From Fr. Dan Martins via BabyBlueOnline:

Tuesday, September 01, 2009

I have had this information for some time, and was never asked to embargo it. Nonetheless, it seemed best to wait until the event was actually in progress. It now is.

Seven diocesan bishops of the Episcopal Church are presently at Lambeth Palace for a brief--but, I'm sure, intense--consultation with the Archbishop of Canterbury. All seven are members of the Communion Partners, and all seven are signatories to the Anaheim Statement.

I have no inside knowledge of the subjects under discussion, but it doesn't require any eavesdropping equipment to figure out that they're talking about how Dr Williams' "two tier/two track" plan might actually get implemented. More specifically, it is a safe bet that each of the seven is interested in what steps a diocese might have to take to remain on Tier/Track One even as TEC per se is assigned (consigned?) to Tier/Track Two.

The Archbishop's schema is going to happen; of that I am more certain than ever. It will happen too quickly and too decisively to suit the ruling party in the Episcopal Church. It is long since past happening too slowly and too subtly to suit those in what had been TEC's conservative wing, and who are now part of the GAFCON-ACNA axis. But the Archbishop has behaved with utter consistency and coherence since the advent of this crisis in 2003, and there is no reason to think he will deviate from that path now. He will never send the Presiding Bishop an email saying, "The tracks have been assigned. You're in #2." He will say something like, "Here's the Anglican Covenant. Churches that adopt it as their own will remain in full communion with the See of Canterbury."

The General Convention, of course, will never do so. In time, the consequences of that decision will be seen in the form of invitations to Primates Meetings that never reach 815, and registration materials for the Anglican Consultative Council that never make it to TEC's chosen delegates. It will not come with a bang. It won't even be a whimper. It will simply be the sound of silence.

The wild card in the mix, of course, is the ACNA. Despite the word "Anglican" in their title (and on the signs in front of their churches), it could be plausibly argued that the ACNA, technically, is not Anglican. Not yet, at any rate. But they are aligned with GAFCON, which represents the overwhelming majority of the world's actual Anglicans. So they are part of a matrix that is capable of putting immense political pressure on Lambeth Palace. I suspect the seven bishops and Dr Williams are discussing this fact as well.
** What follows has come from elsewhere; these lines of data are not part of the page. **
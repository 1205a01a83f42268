//! Demographic core of every model.
//!
//! Creates `age` (years), `sex`, `alive` and `entrance_time` for new
//! simulants and ages the living once per step. Where the ages and sexes
//! come from is delegated to a [`PopulationGenerator`].

use std::cell::RefCell;
use std::rc::Rc;

use tracing::debug;
use vitalsim_env::years;

use super::{AGE, ALIVE, ENTRANCE_TIME, SEX};
use crate::builder::{Builder, Component};
use crate::error::{Result, SimulationError};
use crate::events::TIME_STEP;
use crate::population::{Column, SimulantData};
use crate::randomness::{RandomnessStream, Weight};

/// Listener priority for aging; after most step logic.
pub const AGING_PRIORITY: usize = 8;

/// Ages and sexes for a batch of new simulants.
#[derive(Debug, Clone, Default, PartialEq)]
pub struct Demographics {
    pub age: Vec<f64>,
    pub sex: Vec<String>,
}

/// Source of demographic attributes for new simulants.
///
/// `user_data` carries `age_start` and `age_end` (years) when the caller
/// supplies an age range.
pub trait PopulationGenerator {
    /// Acquires whatever the generator needs from the simulation.
    fn setup(&mut self, _builder: &mut Builder<'_>) -> Result<()> {
        Ok(())
    }

    fn generate(&mut self, data: &SimulantData) -> Result<Demographics>;
}

fn age_range(data: &SimulantData) -> (f64, f64) {
    let start = data.user_data.get("age_start").copied().unwrap_or(0.0);
    let end = data.user_data.get("age_end").copied().unwrap_or(start);
    (start, end.max(start))
}

/// Uniform ages within the requested range and an even sex split, both
/// drawn from common random numbers.
#[derive(Debug, Default)]
pub struct UniformGenerator {
    streams: Option<(RandomnessStream, RandomnessStream)>,
}

impl PopulationGenerator for UniformGenerator {
    fn setup(&mut self, builder: &mut Builder<'_>) -> Result<()> {
        self.streams = Some((builder.get_stream("population.age")?, builder.get_stream("population.sex")?));
        Ok(())
    }

    fn generate(&mut self, data: &SimulantData) -> Result<Demographics> {
        let (age_stream, sex_stream) = self
            .streams
            .as_ref()
            .ok_or_else(|| SimulationError::component("base_population", "generator used before setup"))?;
        let (start, end) = age_range(data);
        let age = age_stream
            .get_draw(&data.index)
            .into_iter()
            .map(|u| start + u * (end - start))
            .collect();
        let sex = sex_stream.choice(
            &data.index,
            &["Female".to_string(), "Male".to_string()],
            &[Weight::Fixed(0.5), Weight::Fixed(0.5)],
        )?;
        Ok(Demographics { age, sex })
    }
}

/// Creates the demographic columns and ages living simulants each step.
pub struct BasePopulation {
    generator: Rc<RefCell<dyn PopulationGenerator>>,
}

impl std::fmt::Debug for BasePopulation {
    fn fmt(&self, f: &mut std::fmt::Formatter<'_>) -> std::fmt::Result {
        f.debug_struct("BasePopulation").finish_non_exhaustive()
    }
}

impl Default for BasePopulation {
    fn default() -> Self {
        Self::new(UniformGenerator::default())
    }
}

impl BasePopulation {
    pub fn new<G: PopulationGenerator + 'static>(generator: G) -> Self {
        Self {
            generator: Rc::new(RefCell::new(generator)),
        }
    }
}

impl Component for BasePopulation {
    fn name(&self) -> String {
        "base_population".to_string()
    }

    fn setup(&mut self, builder: &mut Builder<'_>) -> Result<()> {
        self.generator.borrow_mut().setup(builder)?;

        let columns = [AGE, SEX, ALIVE, ENTRANCE_TIME];
        let view = builder.get_view(&columns, None)?;
        let generator = Rc::clone(&self.generator);
        builder.register_simulant_initializer("base_population", &columns, &[], move |data| {
            let n = data.index.len();
            let demographics = generator.borrow_mut().generate(data)?;
            if demographics.age.len() != n || demographics.sex.len() != n {
                return Err(SimulationError::component(
                    "base_population",
                    format!(
                        "generator returned {} ages and {} sexes for {} simulants",
                        demographics.age.len(),
                        demographics.sex.len(),
                        n
                    ),
                ));
            }
            view.update_column(AGE, &data.index, Column::Float(demographics.age))?;
            view.update_column(SEX, &data.index, Column::Category(demographics.sex))?;
            view.update_column(ALIVE, &data.index, Column::Bool(vec![true; n]))?;
            view.update_column(ENTRANCE_TIME, &data.index, Column::Time(vec![Some(data.creation_time); n]))?;
            Ok(())
        });

        let living = builder.get_view(&[AGE], Some(ALIVE))?;
        builder.register_event_listener(TIME_STEP, AGING_PRIORITY, move |event| {
            let frame = living.get(&event.index)?;
            let step = years(event.step_size);
            let aged: Vec<f64> = frame.floats(AGE)?.iter().map(|a| a + step).collect();
            debug!(simulants = frame.len(), "aging population");
            living.update_column(AGE, frame.index(), Column::Float(aged))?;
            Ok(())
        })
    }
}

#[cfg(test)]
mod tests {
    use super::*;
    use crate::engine::SimulationContext;
    use approx::assert_relative_eq;

    fn simulation(components: Vec<Box<dyn Component>>) -> SimulationContext {
        let config = serde_yaml::from_str(
            "population: {population_size: 1000, age_start: 20, age_end: 40}\ntime: {step_size: 36.5}",
        )
        .unwrap();
        let mut sim = SimulationContext::new(components, Some(&config)).unwrap();
        sim.setup().unwrap();
        sim
    }

    #[test]
    fn test_initial_columns() {
        let mut sim = simulation(vec![Box::new(BasePopulation::default())]);
        let index = sim.initialize_simulants().unwrap();
        let frame = sim.population().snapshot();
        assert_eq!(frame.len(), 1000);

        let ages = frame.floats(AGE).unwrap();
        assert!(ages.iter().all(|a| (20.0..=40.0).contains(a)));
        let females = frame.categories(SEX).unwrap().iter().filter(|s| *s == "Female").count();
        assert!((400..600).contains(&females));
        assert!(frame.bools(ALIVE).unwrap().iter().all(|a| *a));
        assert!(frame.times(ENTRANCE_TIME).unwrap().iter().all(|t| *t == Some(sim.start_time())));
        assert_eq!(index.len(), 1000);
    }

    #[test]
    fn test_only_living_age() {
        let mut sim = simulation(vec![Box::new(BasePopulation::default())]);
        sim.initialize_simulants().unwrap();
        let before = sim.population().snapshot();

        let view = sim.population().get_view(&[ALIVE], None).unwrap();
        view.update_column(ALIVE, &[0], Column::Bool(vec![false])).unwrap();
        sim.step().unwrap();

        let after = sim.population().snapshot();
        let (old, new) = (before.floats(AGE).unwrap(), after.floats(AGE).unwrap());
        assert_eq!(old[0], new[0]);
        assert_relative_eq!(new[1] - old[1], 0.1, epsilon = 1e-12);
    }

    struct FixedAges;

    impl PopulationGenerator for FixedAges {
        fn generate(&mut self, data: &SimulantData) -> Result<Demographics> {
            Ok(Demographics {
                age: vec![50.0; data.index.len()],
                sex: vec!["Male".to_string(); data.index.len() + 1],
            })
        }
    }

    #[test]
    fn test_generator_length_checked() {
        let mut sim = simulation(vec![Box::new(BasePopulation::new(FixedAges))]);
        assert!(matches!(
            sim.initialize_simulants(),
            Err(SimulationError::Component { .. })
        ));
    }
}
So I pray ... and wait ... and pray. Like my bishop (one of the seven, of course), I have neither an intent nor a desire to separate from the Episcopal Church. I also have neither an intent nor a desire to be in anything less than full unhindered communion with the See of Canterbury (read: Track One). There is, admittedly, some tension between these twin commitments. I am looking for a way to honor both of them, and have hope that the next step in such a way is having a light shined on it by what's happening in London right now.